4. En second lieu, il résulte de l'instruction que le supplément d'impôt mis à la charge de M. et Mme E... au titre de l'année 2010 résulte exclusivement de la remise en cause de la réduction d'impôt sur le revenu prévue à l'article 199 undecies B du code général des impôts dont ils se prévalaient à titre personnel à raison d'investissements productifs réalisés outre-mer. Ce supplément d'impôt ne procédant pas du rehaussement du résultat des sociétés, imposable entre les mains de leurs associés au prorata de leurs parts en application des dispositions de l'article 8 du code général des impôts relatif au régime d'imposition des sociétés de personnes, les requérants ne sauraient utilement reprocher à l'administration de ne pas avoir mentionné dans la proposition de rectification du 2 mai 2013 l'existence des propositions de rectification adressées aux sociétés dans lesquelles ils ont investi. M. et Mme E... ont, par ailleurs, bénéficié d'une procédure de rectification contradictoire au cours de laquelle ils ont été mis en mesure de contester les rectifications proposées par l'administration en apportant tous les éléments justificatifs qui leur paraissaient utiles et n'ont ainsi été privés d'aucune garantie.

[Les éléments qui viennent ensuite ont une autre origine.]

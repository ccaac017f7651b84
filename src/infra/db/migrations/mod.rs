//! Database migrations.
//!
//! Each migration is a separate module following SeaORM conventions.
//! Migration names follow the pattern: m{YYYYMMDD}_{NNNNNN}_{description}

use sea_orm_migration::prelude::*;

mod m20250810_000001_create_users_table;
mod m20250810_000002_create_profiles;
mod m20250811_000001_create_case_types;
mod m20250811_000002_create_cases;
mod m20250811_000003_create_case_children;

pub struct Migrator;

#[async_trait::async_trait]
impl MigratorTrait for Migrator {
    fn migrations() -> Vec<Box<dyn MigrationTrait>> {
        vec![
            Box::new(m20250810_000001_create_users_table::Migration),
            Box::new(m20250810_000002_create_profiles::Migration),
            Box::new(m20250811_000001_create_case_types::Migration),
            Box::new(m20250811_000002_create_cases::Migration),
            Box::new(m20250811_000003_create_case_children::Migration),
        ]
    }
}
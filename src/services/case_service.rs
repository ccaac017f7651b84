//! Case service.
//!
//! Every read takes the caller's `CaseScope`; the paired writes (case +
//! CREATED history, document + DOCUMENT_UPLOADED history) run inside one
//! transaction through the Unit of Work.

use async_trait::async_trait;
use std::sync::Arc;
use tracing::{info, instrument};
use uuid::Uuid;

use crate::config::{CASE_ACTION_CREATED, CASE_ACTION_DOCUMENT_UPLOADED};
use crate::domain::{
    Case, CaseDetail, CaseFilters, CaseListItem, CaseScope, CaseType, CreateCaseRequest,
    CreateDocumentRequest, Document, DocumentView,
};
use crate::errors::{AppResult, OptionExt};
use crate::infra::UnitOfWork;

/// Case service trait for dependency injection.
#[async_trait]
pub trait CaseService: Send + Sync {
    /// Create a case with its CREATED history entry
    async fn create_case(&self, created_by_id: Uuid, input: CreateCaseRequest) -> AppResult<Case>;

    /// Cases visible to the caller, filtered, newest first
    async fn list_cases(
        &self,
        scope: &CaseScope,
        filters: &CaseFilters,
    ) -> AppResult<Vec<CaseListItem>>;

    /// Full case detail, if the scope permits it
    async fn get_case(&self, scope: &CaseScope, id: Uuid) -> AppResult<CaseDetail>;

    /// Attach document metadata with its DOCUMENT_UPLOADED history entry
    async fn add_document(
        &self,
        scope: &CaseScope,
        uploaded_by_id: Uuid,
        case_id: Uuid,
        input: CreateDocumentRequest,
    ) -> AppResult<Document>;

    /// A single document under a case the scope permits
    async fn get_document(
        &self,
        scope: &CaseScope,
        case_id: Uuid,
        document_id: Uuid,
    ) -> AppResult<DocumentView>;

    /// Active case types
    async fn list_case_types(&self) -> AppResult<Vec<CaseType>>;
}

/// Concrete implementation of CaseService using Unit of Work.
pub struct CaseManager<U: UnitOfWork> {
    uow: Arc<U>,
}

impl<U: UnitOfWork> CaseManager<U> {
    /// Create new case service instance with Unit of Work
    pub fn new(uow: Arc<U>) -> Self {
        Self { uow }
    }
}

#[async_trait]
impl<U: UnitOfWork> CaseService for CaseManager<U> {
    #[instrument(skip(self, input))]
    async fn create_case(&self, created_by_id: Uuid, input: CreateCaseRequest) -> AppResult<Case> {
        // Field constraints are validated by the handler's extractor
        let case = self
            .uow
            .transaction(move |ctx| {
                Box::pin(async move {
                    let cases = ctx.cases();
                    let case = cases.insert_case(&input, created_by_id).await?;
                    cases
                        .insert_history(
                            case.id,
                            created_by_id,
                            CASE_ACTION_CREATED,
                            "Case created".to_string(),
                        )
                        .await?;
                    Ok(case)
                })
            })
            .await?;

        info!(case_id = %case.id, "Case created");
        Ok(case)
    }

    async fn list_cases(
        &self,
        scope: &CaseScope,
        filters: &CaseFilters,
    ) -> AppResult<Vec<CaseListItem>> {
        self.uow.cases().list(scope, filters).await
    }

    async fn get_case(&self, scope: &CaseScope, id: Uuid) -> AppResult<CaseDetail> {
        self.uow
            .cases()
            .find_detail(scope, id)
            .await?
            .ok_or_not_found()
    }

    #[instrument(skip(self, scope, input))]
    async fn add_document(
        &self,
        scope: &CaseScope,
        uploaded_by_id: Uuid,
        case_id: Uuid,
        input: CreateDocumentRequest,
    ) -> AppResult<Document> {
        // Scope check on the parent case before any write
        self.uow
            .cases()
            .find_in_scope(scope, case_id)
            .await?
            .ok_or_not_found()?;

        let document = self
            .uow
            .transaction(move |ctx| {
                Box::pin(async move {
                    let cases = ctx.cases();
                    let document = cases
                        .insert_document(case_id, &input, uploaded_by_id)
                        .await?;
                    cases
                        .insert_history(
                            case_id,
                            uploaded_by_id,
                            CASE_ACTION_DOCUMENT_UPLOADED,
                            format!("Document \"{}\" uploaded", document.name),
                        )
                        .await?;
                    Ok(document)
                })
            })
            .await?;

        info!(case_id = %case_id, document_id = %document.id, "Document attached");
        Ok(document)
    }

    async fn get_document(
        &self,
        scope: &CaseScope,
        case_id: Uuid,
        document_id: Uuid,
    ) -> AppResult<DocumentView> {
        self.uow
            .cases()
            .find_in_scope(scope, case_id)
            .await?
            .ok_or_not_found()?;

        self.uow
            .cases()
            .find_document(case_id, document_id)
            .await?
            .ok_or_not_found()
    }

    async fn list_case_types(&self) -> AppResult<Vec<CaseType>> {
        self.uow.cases().list_case_types().await
    }
}

#[cfg(test)]
mod tests {
    use super::*;

    use crate::errors::AppError;
    use crate::infra::{
        CaseRepository, MockCaseRepository, MockUserRepository, TransactionContext, UserRepository,
    };

    struct TestUnitOfWork {
        case_repo: Arc<MockCaseRepository>,
    }

    impl TestUnitOfWork {
        fn new(case_repo: MockCaseRepository) -> Self {
            Self {
                case_repo: Arc::new(case_repo),
            }
        }
    }

    #[async_trait]
    impl UnitOfWork for TestUnitOfWork {
        fn users(&self) -> Arc<dyn UserRepository> {
            Arc::new(MockUserRepository::new())
        }

        fn cases(&self) -> Arc<dyn CaseRepository> {
            self.case_repo.clone()
        }

        async fn transaction<F, T>(&self, _f: F) -> AppResult<T>
        where
            F: for<'a> FnOnce(TransactionContext<'a>) -> std::pin::Pin<
                    Box<dyn std::future::Future<Output = AppResult<T>> + Send + 'a>,
                > + Send,
            T: Send,
        {
            Err(AppError::internal("Transactions not supported in test mock"))
        }

        async fn transaction_serializable<F, T>(&self, _f: F) -> AppResult<T>
        where
            F: for<'a> FnOnce(TransactionContext<'a>) -> std::pin::Pin<
                    Box<dyn std::future::Future<Output = AppResult<T>> + Send + 'a>,
                > + Send,
            T: Send,
        {
            Err(AppError::internal("Transactions not supported in test mock"))
        }
    }

    #[tokio::test]
    async fn document_lookup_stops_at_an_invisible_case() {
        let case_id = Uuid::new_v4();

        let mut repo = MockCaseRepository::new();
        repo.expect_find_in_scope()
            .withf(move |_, id| *id == case_id)
            .returning(|_, _| Ok(None));
        // The parent case is out of scope, so the document is never looked up
        repo.expect_find_document().times(0);

        let service = CaseManager::new(Arc::new(TestUnitOfWork::new(repo)));
        let result = service
            .get_document(
                &CaseScope::Client(Some(Uuid::new_v4())),
                case_id,
                Uuid::new_v4(),
            )
            .await;

        assert!(matches!(result, Err(AppError::NotFound)));
    }

    #[tokio::test]
    async fn document_attach_requires_a_visible_parent_case() {
        let mut repo = MockCaseRepository::new();
        repo.expect_find_in_scope().returning(|_, _| Ok(None));

        let service = CaseManager::new(Arc::new(TestUnitOfWork::new(repo)));
        let result = service
            .add_document(
                &CaseScope::Employee {
                    profile_id: None,
                    user_id: Uuid::new_v4(),
                },
                Uuid::new_v4(),
                Uuid::new_v4(),
                CreateDocumentRequest {
                    name: "report.pdf".to_string(),
                    doc_type: "application/pdf".to_string(),
                    description: None,
                    url: "/uploads/report.pdf".to_string(),
                },
            )
            .await;

        // Fails at the scope check, before the transaction would run
        assert!(matches!(result, Err(AppError::NotFound)));
    }
}
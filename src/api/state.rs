//! Application state - Dependency injection container.
//!
//! Provides centralized access to all application services and infrastructure.

use std::path::PathBuf;
use std::sync::Arc;

use crate::infra::{BlobStorage, Database, FileStore};
use crate::services::{AuthService, CaseService, ServiceContainer, Services, UserService};

/// Application state containing all services (DI container).
///
/// Use `from_config()` for recommended initialization with full
/// ServiceContainer and UnitOfWork support.
#[derive(Clone)]
pub struct AppState {
    /// Authentication service
    pub auth_service: Arc<dyn AuthService>,
    /// Case service
    pub case_service: Arc<dyn CaseService>,
    /// User service
    pub user_service: Arc<dyn UserService>,
    /// Document blob storage
    pub storage: Arc<dyn BlobStorage>,
    /// Directory served under /uploads
    pub upload_dir: PathBuf,
    /// Database connection
    pub database: Arc<Database>,
    /// Internal service container (optional, only with from_config)
    service_container: Option<Arc<Services>>,
}

impl AppState {
    /// Create application state from database connection and config.
    ///
    /// This is the recommended way to create AppState as it uses
    /// the ServiceContainer for centralized service management.
    pub fn from_config(database: Arc<Database>, config: crate::config::Config) -> Self {
        let upload_dir = PathBuf::from(config.upload_dir.clone());
        let storage = Arc::new(FileStore::new(upload_dir.clone()));
        let container = Arc::new(Services::from_connection(database.get_connection(), config));

        Self {
            auth_service: container.auth(),
            case_service: container.cases(),
            user_service: container.users(),
            storage,
            upload_dir,
            database,
            service_container: Some(container),
        }
    }

    /// Create new application state with manually injected services.
    ///
    /// Note: This method does not provide ServiceContainer access.
    /// Use `from_config()` for full functionality.
    pub fn new(
        auth_service: Arc<dyn AuthService>,
        case_service: Arc<dyn CaseService>,
        user_service: Arc<dyn UserService>,
        storage: Arc<dyn BlobStorage>,
        upload_dir: PathBuf,
        database: Arc<Database>,
    ) -> Self {
        Self {
            auth_service,
            case_service,
            user_service,
            storage,
            upload_dir,
            database,
            service_container: None,
        }
    }

    /// Get the service container for centralized service access.
    ///
    /// Returns `Some` only if created via `from_config()`.
    pub fn services(&self) -> Option<&Arc<Services>> {
        self.service_container.as_ref()
    }
}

5. En troisième et dernier lieu, les requérants ne peuvent utilement se prévaloir, sur le fondement de l'article L. 80 A du livre des procédures fiscales, de l'instruction fiscale référencée 13 L-6-06 du 21 septembre 2006, laquelle est relative à la procédure d'imposition.
Sur le bien-fondé de l'imposition :
En ce qui concerne la réduction d'impôt remise en cause au titre de l'année 2010 :
S'agissant de l'application de la loi fiscale :
6. Aux termes de l'article 199 undecies B du code général des impôts, dans sa rédaction alors en vigueur : " I. Les contribuables domiciliés en France au sens de l'article 4 B peuvent bénéficier d'une réduction d'impôt sur le revenu à raison des investissements productifs neufs qu'ils réalisent dans les départements d'outre-mer (...) dans le cadre d'une entreprise exerçant une activité agricole ou une activité industrielle, commerciale ou artisanale relevant de l'article 34 (...) ". Et aux termes de l'article 95 Q de l'annexe II à ce code, dans sa rédaction alors en vigueur : " La réduction d'impôt prévue au I de l'article 199 undecies B du code général des impôts est pratiquée, sous réserve des dispositions de la deuxième phrase du vingtième alinéa du I du même article, au titre de l'année au cours de laquelle l'immobilisation est créée par l'entreprise ou lui est livrée (...) ". Aux termes de l'article 95 K de cette même annexe : " Les investissements productifs neufs réalisés dans les départements d'outre-mer (...) qui ouvrent droit à la réduction d'impôt prévue au I de l'article 199 undecies B du code général des impôts sont les acquisitions ou créations d'immobilisations corporelles, neuves et amortissables, affectées aux activités relevant des secteurs éligibles en vertu des dispositions du I de cet article ".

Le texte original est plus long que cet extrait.